"""

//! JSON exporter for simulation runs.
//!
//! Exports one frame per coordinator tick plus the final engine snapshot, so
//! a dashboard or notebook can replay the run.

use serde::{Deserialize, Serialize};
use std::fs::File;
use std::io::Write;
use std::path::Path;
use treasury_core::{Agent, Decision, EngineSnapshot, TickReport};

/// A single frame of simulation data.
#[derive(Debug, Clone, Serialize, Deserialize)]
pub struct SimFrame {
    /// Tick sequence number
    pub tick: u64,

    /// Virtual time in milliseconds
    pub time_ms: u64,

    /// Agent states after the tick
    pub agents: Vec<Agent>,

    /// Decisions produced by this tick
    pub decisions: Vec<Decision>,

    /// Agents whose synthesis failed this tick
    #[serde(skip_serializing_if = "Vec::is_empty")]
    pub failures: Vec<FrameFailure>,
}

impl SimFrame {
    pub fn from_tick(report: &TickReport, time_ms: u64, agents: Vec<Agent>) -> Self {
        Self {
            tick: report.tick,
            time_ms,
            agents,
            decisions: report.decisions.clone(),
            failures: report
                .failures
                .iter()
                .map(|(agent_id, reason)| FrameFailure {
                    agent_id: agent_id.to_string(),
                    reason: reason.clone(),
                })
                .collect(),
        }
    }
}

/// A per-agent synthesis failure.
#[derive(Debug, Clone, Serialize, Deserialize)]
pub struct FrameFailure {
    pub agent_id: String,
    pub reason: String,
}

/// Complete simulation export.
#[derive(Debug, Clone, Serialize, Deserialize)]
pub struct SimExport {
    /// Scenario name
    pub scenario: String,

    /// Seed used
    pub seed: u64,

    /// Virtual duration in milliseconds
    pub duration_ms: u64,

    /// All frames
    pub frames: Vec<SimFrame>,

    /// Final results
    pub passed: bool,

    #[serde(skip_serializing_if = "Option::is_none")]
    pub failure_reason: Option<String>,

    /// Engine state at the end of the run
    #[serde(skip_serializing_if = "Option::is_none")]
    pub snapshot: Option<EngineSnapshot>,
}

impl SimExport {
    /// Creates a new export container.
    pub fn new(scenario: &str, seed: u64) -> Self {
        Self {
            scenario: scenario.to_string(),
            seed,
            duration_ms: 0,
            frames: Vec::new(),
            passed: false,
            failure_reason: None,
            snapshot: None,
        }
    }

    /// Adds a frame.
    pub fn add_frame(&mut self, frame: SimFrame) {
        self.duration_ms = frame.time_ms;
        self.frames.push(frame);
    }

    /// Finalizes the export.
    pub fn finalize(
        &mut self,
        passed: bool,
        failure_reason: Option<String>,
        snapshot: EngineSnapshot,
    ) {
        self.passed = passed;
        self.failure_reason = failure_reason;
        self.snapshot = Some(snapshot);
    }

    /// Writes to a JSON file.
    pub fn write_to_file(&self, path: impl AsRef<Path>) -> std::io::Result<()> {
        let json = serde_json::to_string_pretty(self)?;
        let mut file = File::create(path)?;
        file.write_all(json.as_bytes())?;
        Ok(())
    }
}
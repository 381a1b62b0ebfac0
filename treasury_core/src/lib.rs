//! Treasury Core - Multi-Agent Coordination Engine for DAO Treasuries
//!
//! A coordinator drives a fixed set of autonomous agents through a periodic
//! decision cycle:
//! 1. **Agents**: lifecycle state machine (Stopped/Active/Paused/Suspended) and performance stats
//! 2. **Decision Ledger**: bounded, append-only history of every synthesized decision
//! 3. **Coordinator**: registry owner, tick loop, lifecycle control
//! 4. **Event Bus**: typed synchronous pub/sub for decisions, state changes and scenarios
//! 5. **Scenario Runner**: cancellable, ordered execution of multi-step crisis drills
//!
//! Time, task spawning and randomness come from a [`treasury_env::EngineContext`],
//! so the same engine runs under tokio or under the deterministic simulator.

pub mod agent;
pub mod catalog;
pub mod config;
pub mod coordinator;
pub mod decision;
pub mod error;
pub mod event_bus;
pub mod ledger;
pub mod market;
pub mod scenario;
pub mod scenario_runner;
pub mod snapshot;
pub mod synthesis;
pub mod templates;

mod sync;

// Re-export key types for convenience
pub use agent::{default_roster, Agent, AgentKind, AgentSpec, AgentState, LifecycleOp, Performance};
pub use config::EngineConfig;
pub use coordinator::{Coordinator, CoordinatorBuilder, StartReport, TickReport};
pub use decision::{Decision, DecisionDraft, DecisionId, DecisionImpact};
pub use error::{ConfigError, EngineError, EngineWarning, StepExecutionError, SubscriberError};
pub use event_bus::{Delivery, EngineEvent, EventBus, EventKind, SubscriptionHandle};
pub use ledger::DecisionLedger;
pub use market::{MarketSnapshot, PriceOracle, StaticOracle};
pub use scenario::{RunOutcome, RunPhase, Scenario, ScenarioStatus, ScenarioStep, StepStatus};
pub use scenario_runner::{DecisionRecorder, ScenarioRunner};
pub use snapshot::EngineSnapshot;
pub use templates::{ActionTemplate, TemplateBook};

"""

Task brief: Extract every entry above as it appears.

Task solution:
//! JSON exporter for simulation runs.
//!
//! Exports one frame per coordinator tick plus the final engine snapshot, so
//! a dashboard or notebook can replay the run.

use serde::{Deserialize, Serialize};
use std::fs::File;
use std::io::Write;
use std::path::Path;
use treasury_core::{Agent, Decision, EngineSnapshot, TickReport};

/// A single frame of simulation data.
#[derive(Debug, Clone, Serialize, Deserialize)]
pub struct SimFrame {
    /// Tick sequence number
    pub tick: u64,

    /// Virtual time in milliseconds
    pub time_ms: u64,

    /// Agent states after the tick
    pub agents: Vec<Agent>,

    /// Decisions produced by this tick
    pub decisions: Vec<Decision>,

    /// Agents whose synthesis failed this tick
    #[serde(skip_serializing_if = "Vec::is_empty")]
    pub failures: Vec<FrameFailure>,
}

impl SimFrame {
    pub fn from_tick(report: &TickReport, time_ms: u64, agents: Vec<Agent>) -> Self {
        Self {
            tick: report.tick,
            time_ms,
            agents,
            decisions: report.decisions.clone(),
            failures: report
                .failures
                .iter()
                .map(|(agent_id, reason)| FrameFailure {
                    agent_id: agent_id.to_string(),
                    reason: reason.clone(),
                })
                .collect(),
        }
    }
}

/// A per-agent synthesis failure.
#[derive(Debug, Clone, Serialize, Deserialize)]
pub struct FrameFailure {
    pub agent_id: String,
    pub reason: String,
}

/// Complete simulation export.
#[derive(Debug, Clone, Serialize, Deserialize)]
pub struct SimExport {
    /// Scenario name
    pub scenario: String,

    /// Seed used
    pub seed: u64,

    /// Virtual duration in milliseconds
    pub duration_ms: u64,

    /// All frames
    pub frames: Vec<SimFrame>,

    /// Final results
    pub passed: bool,

    #[serde(skip_serializing_if = "Option::is_none")]
    pub failure_reason: Option<String>,

    /// Engine state at the end of the run
    #[serde(skip_serializing_if = "Option::is_none")]
    pub snapshot: Option<EngineSnapshot>,
}

impl SimExport {
    /// Creates a new export container.
    pub fn new(scenario: &str, seed: u64) -> Self {
        Self {
            scenario: scenario.to_string(),
            seed,
            duration_ms: 0,
            frames: Vec::new(),
            passed: false,
            failure_reason: None,
            snapshot: None,
        }
    }

    /// Adds a frame.
    pub fn add_frame(&mut self, frame: SimFrame) {
        self.duration_ms = frame.time_ms;
        self.frames.push(frame);
    }

    /// Finalizes the export.
    pub fn finalize(
        &mut self,
        passed: bool,
        failure_reason: Option<String>,
        snapshot: EngineSnapshot,
    ) {
        self.passed = passed;
        self.failure_reason = failure_reason;
        self.snapshot = Some(snapshot);
    }

    /// Writes to a JSON file.
    pub fn write_to_file(&self, path: impl AsRef<Path>) -> std::io::Result<()> {
        let json = serde_json::to_string_pretty(self)?;
        let mut file = File::create(path)?;
        file.write_all(json.as_bytes())?;
        Ok(())
    }
}
repository 381a1b62b0ebfac0
filename treasury_core/src/lib.rs
//! Treasury Core - Multi-Agent Coordination Engine for DAO Treasuries
//!
//! A coordinator drives a fixed set of autonomous agents through a periodic
//! decision cycle:
//! 1. **Agents**: lifecycle state machine (Stopped/Active/Paused/Suspended) and performance stats
//! 2. **Decision Ledger**: bounded, append-only history of every synthesized decision
//! 3. **Coordinator**: registry owner, tick loop, lifecycle control
//! 4. **Event Bus**: typed synchronous pub/sub for decisions, state changes and scenarios
//! 5. **Scenario Runner**: cancellable, ordered execution of multi-step crisis drills
//!
//! Time, task spawning and randomness come from a [`treasury_env::EngineContext`],
//! so the same engine runs under tokio or under the deterministic simulator.

pub mod agent;
pub mod catalog;
pub mod config;
pub mod coordinator;
pub mod decision;
pub mod error;
pub mod event_bus;
pub mod ledger;
pub mod market;
pub mod scenario;
pub mod scenario_runner;
pub mod snapshot;
pub mod synthesis;
pub mod templates;

mod sync;

// Re-export key types for convenience
pub use agent::{default_roster, Agent, AgentKind, AgentSpec, AgentState, LifecycleOp, Performance};
pub use config::EngineConfig;
pub use coordinator::{Coordinator, CoordinatorBuilder, StartReport, TickReport};
pub use decision::{Decision, DecisionDraft, DecisionId, DecisionImpact};
pub use error::{ConfigError, EngineError, EngineWarning, StepExecutionError, SubscriberError};
pub use event_bus::{Delivery, EngineEvent, EventBus, EventKind, SubscriptionHandle};
pub use ledger::DecisionLedger;
pub use market::{MarketSnapshot, PriceOracle, StaticOracle};
pub use scenario::{RunOutcome, RunPhase, Scenario, ScenarioStatus, ScenarioStep, StepStatus};
pub use scenario_runner::{DecisionRecorder, ScenarioRunner};
pub use snapshot::EngineSnapshot;
pub use templates::{ActionTemplate, TemplateBook};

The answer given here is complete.